Eran enormes; no se les contemplaba su rostro, el cuidador suspendía su mirada
para intentar hacer contacto, su cabeza iba ladeandose de un lado al otro en
lentitud. Al no poder verlos con certeza, buscó hacer foco en otra parte de su cuerpo
pero su aspecto no parecía tener forma, más bien, no se distinguían las siluetas.
Estaban foscos, como si de la misma sombra hubiesen emergido. Esos tres, no
parecen inquietarse de su aire misterioso.

En ese encuentro, no pudo sentir nada. Tampoco podía diferenciar lo que iba más
allá; todo era silencio. Mantuvieron posición un minuto, al pasar del mismo, el trío de
ellos fue girando de manera coordinada hasta apuntar por donde vinieron. Se alejan
de una manera poco peculiar, el ripio de ese borde a los montes no emite ningún
tipo de resonancia en sus pisadas.

El vigilante parece incierto. Ojea como los pies de estos sujetos no pisaban la
superficie apedreada; más bien, estaban levitando sin dejar rastro de huella.
Sin dedicar más, se pegó la vuelta, volviendo a su puesto. Antes de entrar al mismo,
giró para verlos a donde iban y ellos habían desaparecido entre la oscuridad. En un
rápido parpadeo, recordó esa dirección donde habían ido.

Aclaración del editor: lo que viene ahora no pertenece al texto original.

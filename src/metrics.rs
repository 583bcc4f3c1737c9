use std::net::SocketAddr;
use std::time::Duration;

use anyhow::{Context, Result};
use once_cell::sync::Lazy;
use prometheus::{Encoder, IntCounter, IntCounterVec, Opts, Registry, TextEncoder};
use tokio::{
    io::{AsyncBufReadExt, AsyncWriteExt, BufReader},
    net::TcpListener,
    time::timeout,
};

static REGISTRY: Lazy<Registry> = Lazy::new(Registry::new);

static DECISIONS_TOTAL: Lazy<IntCounterVec> = Lazy::new(|| {
    let opts = Opts::new("decisions_total", "Terminal decisions by action and context");
    let vec = IntCounterVec::new(opts, &["action", "context"]).expect("create counter vec");
    REGISTRY
        .register(Box::new(vec.clone()))
        .expect("register decisions_total");
    vec
});

static RULE_HITS_TOTAL: Lazy<IntCounterVec> = Lazy::new(|| {
    let opts = Opts::new("rule_hits_total", "Rule match counter by tenant");
    let vec = IntCounterVec::new(opts, &["context", "rule"]).expect("create counter vec");
    REGISTRY
        .register(Box::new(vec.clone()))
        .expect("register rule_hits_total");
    vec
});

static EVENTS_DROPPED_TOTAL: Lazy<IntCounter> = Lazy::new(|| {
    let counter = IntCounter::new(
        "events_dropped_total",
        "Decision events dropped on buffer overflow",
    )
    .expect("create events_dropped_total");
    REGISTRY
        .register(Box::new(counter.clone()))
        .expect("register events_dropped_total");
    counter
});

static UPSTREAM_ERRORS_TOTAL: Lazy<IntCounterVec> = Lazy::new(|| {
    let opts = Opts::new("upstream_errors_total", "Origin dispatch failures by kind");
    let vec = IntCounterVec::new(opts, &["kind"]).expect("create counter vec");
    REGISTRY
        .register(Box::new(vec.clone()))
        .expect("register upstream_errors_total");
    vec
});

pub fn record_decision(action: &str, context: &str) {
    DECISIONS_TOTAL.with_label_values(&[action, context]).inc();
}

pub fn record_rule_hit(context: &str, rule: &str) {
    RULE_HITS_TOTAL.with_label_values(&[context, rule]).inc();
}

pub fn record_events_dropped(count: u64) {
    EVENTS_DROPPED_TOTAL.inc_by(count);
}

pub fn record_upstream_error(kind: &str) {
    UPSTREAM_ERRORS_TOTAL.with_label_values(&[kind]).inc();
}

pub fn gather() -> Result<String> {
    let encoder = TextEncoder::new();
    let mut buffer = Vec::new();
    encoder
        .encode(&REGISTRY.gather(), &mut buffer)
        .context("encoding metrics")?;
    String::from_utf8(buffer).context("metrics output was not UTF-8")
}

const CLIENT_TIMEOUT: Duration = Duration::from_secs(5);

/// Minimal plaintext exposition endpoint, one short-lived connection per
/// scrape.
pub async fn serve(addr: SocketAddr) -> Result<()> {
    let listener = TcpListener::bind(addr)
        .await
        .with_context(|| format!("failed to bind metrics listener on {addr}"))?;
    loop {
        let (stream, _) = match listener.accept().await {
            Ok(pair) => pair,
            Err(err) => {
                tracing::debug!(error = %err, "metrics accept failed");
                continue;
            }
        };
        tokio::spawn(async move {
            if let Err(err) = serve_scrape(stream).await {
                tracing::debug!(error = %err, "metrics scrape failed");
            }
        });
    }
}

async fn serve_scrape(stream: tokio::net::TcpStream) -> Result<()> {
    let mut reader = BufReader::new(stream);
    let mut request_line = String::new();
    timeout(CLIENT_TIMEOUT, reader.read_line(&mut request_line))
        .await
        .context("metrics request timed out")??;

    let ok = request_line.starts_with("GET /metrics ");
    loop {
        let mut header = String::new();
        timeout(CLIENT_TIMEOUT, reader.read_line(&mut header))
            .await
            .context("metrics headers timed out")??;
        if header == "\r\n" || header == "\n" || header.is_empty() {
            break;
        }
    }

    let stream = reader.get_mut();
    if !ok {
        let response = "HTTP/1.1 404 Not Found\r\nContent-Length: 0\r\nConnection: close\r\n\r\n";
        timeout(CLIENT_TIMEOUT, stream.write_all(response.as_bytes())).await??;
        return Ok(());
    }

    let body = gather()?;
    let header = format!(
        "HTTP/1.1 200 OK\r\nContent-Type: text/plain; version=0.0.4\r\nContent-Length: {}\r\nConnection: close\r\n\r\n",
        body.len()
    );
    timeout(CLIENT_TIMEOUT, stream.write_all(header.as_bytes())).await??;
    timeout(CLIENT_TIMEOUT, stream.write_all(body.as_bytes())).await??;
    Ok(())
}
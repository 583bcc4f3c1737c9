use std::net::SocketAddr;

use anyhow::Result;
use http::StatusCode;
use serde_json::{Map, Value};
use tokio::io::BufReader;
use tokio::net::TcpStream;
use tokio::time::Instant;
use tracing::{debug, warn};

use crate::events::{EventAction, EventRecord};
use crate::logging::AccessLogBuilder;
use crate::pipeline::{Verdict, DEADLINE_EXCEEDED};
use crate::request::WafRequest;

use super::codec::{read_request_head, RequestHead};
use super::origin;
use super::respond::{respond_with_access_log, send_response, shutdown_stream};
use super::AppContext;

/// Request header carrying the edge's opaque metadata bag as JSON. Stripped
/// before any byte reaches an origin.
pub const EDGE_META_HEADER: &str = "x-edge-meta";

pub async fn handle_connection(stream: TcpStream, peer: SocketAddr, app: AppContext) -> Result<()> {
    let mut reader = BufReader::new(stream);
    let settings = app.settings.clone();

    let head = match read_request_head(
        &mut reader,
        peer,
        settings.client_timeout(),
        settings.client_timeout(),
        settings.max_header_size,
    )
    .await
    {
        Ok(Some(head)) => head,
        Ok(None) => return Ok(()),
        Err(err) => {
            debug!(peer = %peer, error = %err, "malformed request head");
            let _ = send_response(
                reader.get_mut(),
                StatusCode::BAD_REQUEST,
                "text/plain; charset=utf-8",
                b"malformed request\n",
                settings.client_timeout(),
            )
            .await;
            let _ = shutdown_stream(reader.get_mut(), settings.client_timeout()).await;
            return Ok(());
        }
    };

    let start = Instant::now();
    let deadline = start + settings.request_timeout();

    let Some(request) = build_waf_request(head, peer) else {
        respond_with_access_log(
            reader.get_mut(),
            StatusCode::BAD_REQUEST,
            "text/plain; charset=utf-8",
            b"missing Host header\n",
            settings.client_timeout(),
            start.elapsed(),
            AccessLogBuilder::new(peer).decision("ERROR"),
        )
        .await?;
        return Ok(());
    };

    let verdict = app.pipeline.decide(&request, deadline).await;
    match verdict {
        Verdict::Block(outcome) => {
            let mut log = request
                .access_log_builder(peer)
                .decision(outcome.action.as_str());
            if let Some(rule_id) = &outcome.rule_id {
                log = log.rule(rule_id.clone());
            }
            respond_with_access_log(
                reader.get_mut(),
                outcome.response.status,
                &outcome.response.content_type,
                outcome.response.body.as_bytes(),
                settings.client_timeout(),
                start.elapsed(),
                log,
            )
            .await
        }
        Verdict::Dispatch(outcome) => {
            let route = outcome.route;
            // A dispatch decision does not start an origin call once the
            // request deadline has already passed.
            if Instant::now() >= deadline {
                app.pipeline.logger().emit(EventRecord::for_request(
                    &request,
                    EventAction::Block,
                    Some(DEADLINE_EXCEEDED.to_string()),
                    route.id.clone(),
                    Some(route.incoming_host.clone()),
                ));
                return respond_with_access_log(
                    reader.get_mut(),
                    StatusCode::SERVICE_UNAVAILABLE,
                    "text/plain; charset=utf-8",
                    b"request deadline exceeded\n",
                    settings.client_timeout(),
                    start.elapsed(),
                    request
                        .access_log_builder(peer)
                        .decision("BLOCK")
                        .rule(DEADLINE_EXCEEDED)
                        .context(route.id.clone()),
                )
                .await;
            }
            match origin::resolve_target(&route, &settings) {
                Err(misconfig) => {
                    warn!(route = %route.id, error = %misconfig, "origin misconfigured");
                    crate::metrics::record_upstream_error("misconfig");
                    app.pipeline.logger().emit(EventRecord::for_request(
                        &request,
                        EventAction::OriginMisconfig,
                        Some(outcome.rule_id.clone()),
                        route.id.clone(),
                        Some(route.incoming_host.clone()),
                    ));
                    respond_with_access_log(
                        reader.get_mut(),
                        StatusCode::INTERNAL_SERVER_ERROR,
                        "text/plain; charset=utf-8",
                        origin::misconfig_body(&misconfig.0).as_bytes(),
                        settings.client_timeout(),
                        start.elapsed(),
                        request
                            .access_log_builder(peer)
                            .decision("ORIGIN_MISCONFIG")
                            .rule(outcome.rule_id.clone())
                            .context(route.id.clone()),
                    )
                    .await
                }
                Ok(target) => {
                    let mut record = EventRecord::for_request(
                        &request,
                        EventAction::OriginDispatch,
                        Some(outcome.rule_id.clone()),
                        route.id.clone(),
                        Some(route.incoming_host.clone()),
                    );
                    if outcome.log_rule {
                        record = record.with_log_rule();
                    }
                    app.pipeline.logger().emit(record);

                    let decision = if outcome.log_rule { "LOG" } else { "ALLOW" };
                    match origin::dispatch(
                        &mut reader,
                        &request,
                        &route,
                        &target,
                        peer,
                        &settings,
                    )
                    .await
                    {
                        Ok(stats) => {
                            shutdown_stream(reader.get_mut(), settings.client_timeout()).await?;
                            request
                                .access_log_builder(peer)
                                .decision(decision)
                                .rule(outcome.rule_id)
                                .context(route.id)
                                .status_u16(stats.status)
                                .bytes_out(stats.bytes_to_client)
                                .elapsed(start.elapsed())
                                .log();
                            Ok(())
                        }
                        Err(err) => {
                            warn!(route = %route.id, error = %err, "origin dispatch failed");
                            crate::metrics::record_upstream_error("io");
                            // Best effort: if part of a response already went
                            // out this write fails and the close suffices.
                            respond_with_access_log(
                                reader.get_mut(),
                                StatusCode::BAD_GATEWAY,
                                "text/plain; charset=utf-8",
                                origin::upstream_error_body().as_bytes(),
                                settings.client_timeout(),
                                start.elapsed(),
                                request
                                    .access_log_builder(peer)
                                    .decision("ERROR")
                                    .rule(outcome.rule_id)
                                    .context(route.id),
                            )
                            .await
                        }
                    }
                }
            }
        }
    }
}

impl WafRequest {
    fn access_log_builder(&self, peer: SocketAddr) -> AccessLogBuilder {
        AccessLogBuilder::new(peer)
            .method(self.method.as_str())
            .host(self.host.clone())
            .path(self.path().to_string())
    }
}

/// Assembles the engine-facing request value. `None` when the request has no
/// Host header, which the data plane answers with a 400.
fn build_waf_request(head: RequestHead, peer: SocketAddr) -> Option<WafRequest> {
    let RequestHead {
        method,
        target,
        headers,
    } = head;
    let host = headers.host()?.to_string();
    let content_length = headers.content_length();
    let chunked = headers.is_chunked();
    let headers = headers.into_headers();

    let meta = headers
        .iter()
        .find(|(name, _)| name == EDGE_META_HEADER)
        .and_then(|(_, value)| parse_edge_meta(value))
        .unwrap_or_default();

    Some(WafRequest {
        method,
        target,
        host,
        headers,
        meta,
        peer: peer.ip(),
        content_length,
        chunked,
    })
}

fn parse_edge_meta(raw: &str) -> Option<Map<String, Value>> {
    match serde_json::from_str::<Value>(raw) {
        Ok(Value::Object(map)) => Some(map),
        Ok(_) => {
            warn!("edge metadata header was valid JSON but not an object; ignoring");
            None
        }
        Err(err) => {
            warn!(error = %err, "unparseable edge metadata header; ignoring");
            None
        }
    }
}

Esto no podría haber
ocurrido, su frente permaneció fruncida.

Ese horizonte estaba cubierto de una serie interminable de arboleda espesa, con
hierbas espinosas para un difícil acceso y que en más de una ocasión hace de límite
cuando del trecho cuidado se tratase. Se quedó unos segundos viendo a la nada, en
un estado de pérdida percató otro detalle, a su izquierda se arrodilló en otra caseta
entre ese pastizal y levantando del nylon opaco, notó a los cinco perros en un sueño
profundo, uno encima del otro hasta apegarse. Ni enterados de la situación hace
instantes.

No hubo ladridos en ese lapso temporal, los animales no se despertaron ni cuando
la puerta se abrió ni el toldo se levantó. Quedaron en su trance; durmiendo como
troncos acumulados en la época por un periodo de dos horas reloj. Se mantuvo otra
vez sin explicación y más tarde, descansó donde correspondía.

Al otro día, cuando ya su turno se encontraba diurno, pudiendo palparse de su
rostro por esos destellos intensos, caminó luego de desayunar hasta colocarse al
frente de aquellos árboles con restos de rocas y espinillos. La distancia era medida
por un sendero de piedras que daban desde su refugio a lo natural. No hay caso,
era imposible pasar por ahí, tanto era la dificultad que un esguince no deseado
podía anticiparse o en otro momento algo mucho peor. Lo más curioso fue encontrar
nuevamente en el pastizal restos incinerados de forma circular que iban hacia el
perímetro agujereado donde estaba el pilar de comunicaciones.